La parola pilar nella lingua spagnola significa letteralmente pilastro. La tradizione vuole che la Vergine nell’anno 39 si recò a Saragozza da Gerusalemme per confortare l’Apostolo Giacomo deluso dall’inefficienza della sua predicazione; vicino alle sponde del fiume Ebro, gli donó il pilastro, chiedendogli di edificare un tempio in suo onore nelle vicinanze.
Si dice che il pilastro fu posto da San Giacomo nello stesso punto nel quale si trova oggi, e che nonostante la chiesa abbia subito vari cambiamenti e vicissitudini, tra cui un incendio, il pilastro si sia conservato nei secoli. Si tratta di una colonna di diaspro, ricoperta completamente di bronzo ed argento; solo nella parte posteriore della cappella vi è un piccolo spazio che permette toccare, baciare e venerare la colonna originale. In seguito la tradizione popolare ha dato al nome “pilar”, dove è poggiata l’immagine di Maria. Pilar è inoltre un nome femminile comune in tutta la Spagna e in particolar modo in Aragona.
Miguel Juan Pellicier nato a Calandra (Saragozza) si è trasferito di propria volontà a Valencia, in campagna, per lavorare da agricoltore. L’emigrato è un giovane di 20 anni, membro di una numerosa famiglia povera, che per non essere di peso prende questa decisione, anche spinto da una grande fede. Egli cerca di mandare qualche soldo a casa. Ma un giorno mentre guida un carro carico di grano, nel mese di luglio sotto un caldo afoso, un colpo di sonno lo fa cadere a terra tra la polvere, con una ruota del pesante mezzo che gli attraversa la gamba destra, frantumandogli la tibia in più parti. Subito viene condotto all’Hospital Real di Valencia. Resterà ricoverato per 5 giorni, ma tutte le cure non ottengono nessun risultato. Miguel Juan è devotissimo alla Virgo di Pilar e vuole essere trasferito a Saragozza. Là verrà ricoverato all’Hospital de Nuestra Senora de Grazia, dopo un viaggio di 300 km con mezzi di fortuna e due mesi di tempo. Nell’ottobre 1637 giunge a destinazione con febbre molto alta e per prima cosa vuole vedere la sua Madonna.
Soltanto dopo si recherà in ospedale, dove i medici gli amputeranno la gamba, poiché la cancrena è in stato molto avanzato. Durante la convalescenza l’indomito fedele si reca al Santuario del Pilar per ringraziare la Madonna per avergli salvato la vita.
Lì con un lasciapassare, data la situazione, per poter chiedere l’elemosina (era la prassi di quell’epoca) si recherà ogni giorno a chiedere ai francescani dell’olio delle lampade, già consumato, per ungersi la ferita, contro le indicazioni mediche poiché il moncone era in fase di guarigione. Solo la fede lo aiuterà in questi anni. Nel 1640 Juan tornerà dai suoi parenti che lo accoglieranno con gioia. Qui avverrà il miracolo. La notte del 29 marzo dopo una giornata intensa di faticoso lavoro, andò a dormire per terra sulla paglia, dopo aver pregato, perché la sua stanza è stata donata ad alcuni soldati che si dovevano recare alla frontiera francese.

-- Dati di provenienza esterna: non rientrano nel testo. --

//! Core module containing the order model and the pure logic around it

pub mod dates;
pub mod error;
pub mod form;
pub mod format;
pub mod order;
pub mod validation;

pub use error::{Endpoint, PedidosError, PedidosResult, UpstreamError};
pub use form::{OrderDraft, OrderField, OrderForm};
pub use format::OrderRow;
pub use order::{Client, NewOrder, Order, OrderStatus, OrderStatusUpdate};
pub use validation::{FieldErrors, validate_order};
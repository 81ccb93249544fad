//! Upstream CRM backends
//!
//! The proxy treats the CRM as an opaque JSON service. [`HttpUpstream`] talks
//! to the real entry point; [`InMemoryCrm`] stands in for it during
//! development and tests.

pub mod http;
pub mod in_memory;

pub use http::HttpUpstream;
pub use in_memory::InMemoryCrm;

use anyhow::Result;
use async_trait::async_trait;
use serde_json::Value;

/// Operations forwarded to the CRM
///
/// Every method returns the CRM's JSON response untouched. Implementations
/// report any failure, including non-success HTTP statuses, as an error.
#[async_trait]
pub trait Upstream: Send + Sync {
    /// List every order
    async fn list_orders(&self) -> Result<Value>;

    /// List orders still pending
    async fn list_pending_orders(&self) -> Result<Value>;

    /// List clients for the selection control
    async fn list_clients(&self) -> Result<Value>;

    /// Create an order from the request body
    async fn create_order(&self, order: Value) -> Result<Value>;

    /// Update an order; the body carries its `id`
    async fn update_order(&self, order: Value) -> Result<Value>;

    /// Delete the order with the given id
    async fn delete_order(&self, id: &str) -> Result<Value>;
}
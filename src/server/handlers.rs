//! HTTP handlers for the proxy endpoints
//!
//! Each handler forwards to the upstream CRM and passes its JSON response
//! through untouched. Any upstream failure becomes a 500 carrying the
//! endpoint's fixed message; the cause only reaches the logs.

use axum::{
    Json,
    extract::{Path, State, rejection::JsonRejection},
};
use serde_json::Value;
use std::future::Future;
use std::sync::Arc;

use crate::core::error::{Endpoint, PedidosResult, RequestError, UpstreamError};
use crate::upstream::Upstream;

/// Application state shared across handlers
#[derive(Clone)]
pub struct ProxyState {
    pub upstream: Arc<dyn Upstream>,
}

impl ProxyState {
    pub fn new(upstream: impl Upstream + 'static) -> Self {
        Self {
            upstream: Arc::new(upstream),
        }
    }
}

async fn forward<F>(endpoint: Endpoint, call: F) -> PedidosResult<Json<Value>>
where
    F: Future<Output = anyhow::Result<Value>>,
{
    match call.await {
        Ok(body) => Ok(Json(body)),
        Err(e) => {
            let cause = format!("{:#}", e);
            tracing::error!(endpoint = %endpoint, error = %cause, "upstream call failed");
            Err(UpstreamError { endpoint }.into())
        }
    }
}

fn body(payload: Result<Json<Value>, JsonRejection>) -> PedidosResult<Value> {
    payload.map(|Json(value)| value).map_err(|rejection| {
        RequestError::InvalidBody {
            message: rejection.body_text(),
        }
        .into()
    })
}

/// GET /api/pedidos
pub async fn list_orders(State(state): State<ProxyState>) -> PedidosResult<Json<Value>> {
    forward(Endpoint::ListOrders, state.upstream.list_orders()).await
}

/// GET /api/pedidos/pendientes
pub async fn list_pending_orders(State(state): State<ProxyState>) -> PedidosResult<Json<Value>> {
    forward(Endpoint::ListPendingOrders, state.upstream.list_pending_orders()).await
}

/// GET /api/clientes
pub async fn list_clients(State(state): State<ProxyState>) -> PedidosResult<Json<Value>> {
    forward(Endpoint::ListClients, state.upstream.list_clients()).await
}

/// POST /api/pedidos
pub async fn create_order(
    State(state): State<ProxyState>,
    payload: Result<Json<Value>, JsonRejection>,
) -> PedidosResult<Json<Value>> {
    let order = body(payload)?;
    forward(Endpoint::CreateOrder, state.upstream.create_order(order)).await
}

/// PUT /api/pedidos
pub async fn update_order(
    State(state): State<ProxyState>,
    payload: Result<Json<Value>, JsonRejection>,
) -> PedidosResult<Json<Value>> {
    let order = body(payload)?;
    forward(Endpoint::UpdateOrder, state.upstream.update_order(order)).await
}

/// DELETE /api/pedidos/{id}
pub async fn delete_order(
    State(state): State<ProxyState>,
    Path(id): Path<String>,
) -> PedidosResult<Json<Value>> {
    forward(Endpoint::DeleteOrder, state.upstream.delete_order(&id)).await
}

/// DELETE /api/pedidos/pendientes
///
/// The static `pendientes` route shadows `{id}`; the segment is still taken
/// as the id to delete.
pub async fn delete_order_pendientes(
    State(state): State<ProxyState>,
) -> PedidosResult<Json<Value>> {
    forward(Endpoint::DeleteOrder, state.upstream.delete_order("pendientes")).await
}
//! Transient success/error message shown above the dashboard

use serde::Serialize;
use std::time::{Duration, Instant};

/// How long a banner stays visible
pub const BANNER_TTL: Duration = Duration::from_secs(5);

#[derive(Debug, Clone, Copy, PartialEq, Eq, Serialize)]
#[serde(rename_all = "lowercase")]
pub enum BannerKind {
    Success,
    Error,
}

#[derive(Debug, Clone, PartialEq, Eq)]
pub struct Banner {
    pub text: String,
    pub kind: BannerKind,
    pub shown_at: Instant,
}

impl Banner {
    pub fn success(text: impl Into<String>, now: Instant) -> Self {
        Self {
            text: text.into(),
            kind: BannerKind::Success,
            shown_at: now,
        }
    }

    pub fn error(text: impl Into<String>, now: Instant) -> Self {
        Self {
            text: text.into(),
            kind: BannerKind::Error,
            shown_at: now,
        }
    }

    pub fn is_expired(&self, now: Instant) -> bool {
        now.saturating_duration_since(self.shown_at) >= BANNER_TTL
    }
}
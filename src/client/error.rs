//! Errors surfaced by the proxy client

use reqwest::StatusCode;
use thiserror::Error;

/// A proxy call did not succeed
///
/// Callers only need to know that the call failed; the variants exist so
/// the failure can be logged meaningfully.
#[derive(Debug, Error)]
pub enum ClientError {
    /// The request never produced a response
    #[error("transport error calling {url}: {source}")]
    Transport {
        url: String,
        #[source]
        source: reqwest::Error,
    },

    /// The proxy answered with a non-success status
    #[error("{url} answered {status}: {message}")]
    Status {
        url: String,
        status: StatusCode,
        message: String,
    },

    /// The response body was not the expected JSON
    #[error("unexpected response body from {url}: {message}")]
    Decode { url: String, message: String },

    /// The client could not be constructed
    #[error("invalid client configuration: {0}")]
    Config(String),
}

impl ClientError {
    /// Status code of the response, when one was received
    pub fn status(&self) -> Option<StatusCode> {
        match self {
            ClientError::Status { status, .. } => Some(*status),
            _ => None,
        }
    }
}

pub type ClientResult<T> = Result<T, ClientError>;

La madre prima di andare a dormire passa dalla camera da letto dove dormiva Miguel. Subito viene colpita da un intenso profumo di rose. Illuminato il figlio con una lampada vede che egli dorme, ma ecco lo stupore: dal mantello che lo copre fuoriescono due gambe. La donna meravigliata chiama il marito, pensando che un soldato abbia sbagliato stanza. Il padre alza il mantello e sbalordito scruta attentamente il figlio alla fioca luce; vede ciò che aveva visto la moglie: Miguel ha due gambe. Egli si sveglia e con grande gioia si accorge che per la sua fede è stato premiato: la gamba che era stata seppellita a più di 100 km di distanza si era riattaccata.
Ebbe inizio il processo (gli atti sono conservati nel Santuario della Vergine del Pilar). I testimoni furono tanti: soldati, medici, dottori in legge e teologia, sindaci, il seppellitore della gamba e tanti altri. Come prima cosa la buca del cimitero venne trovata vuota. Il 27 aprile 1641 fu emanata la sentenza finale: si era avverato il miracolo dei miracoli.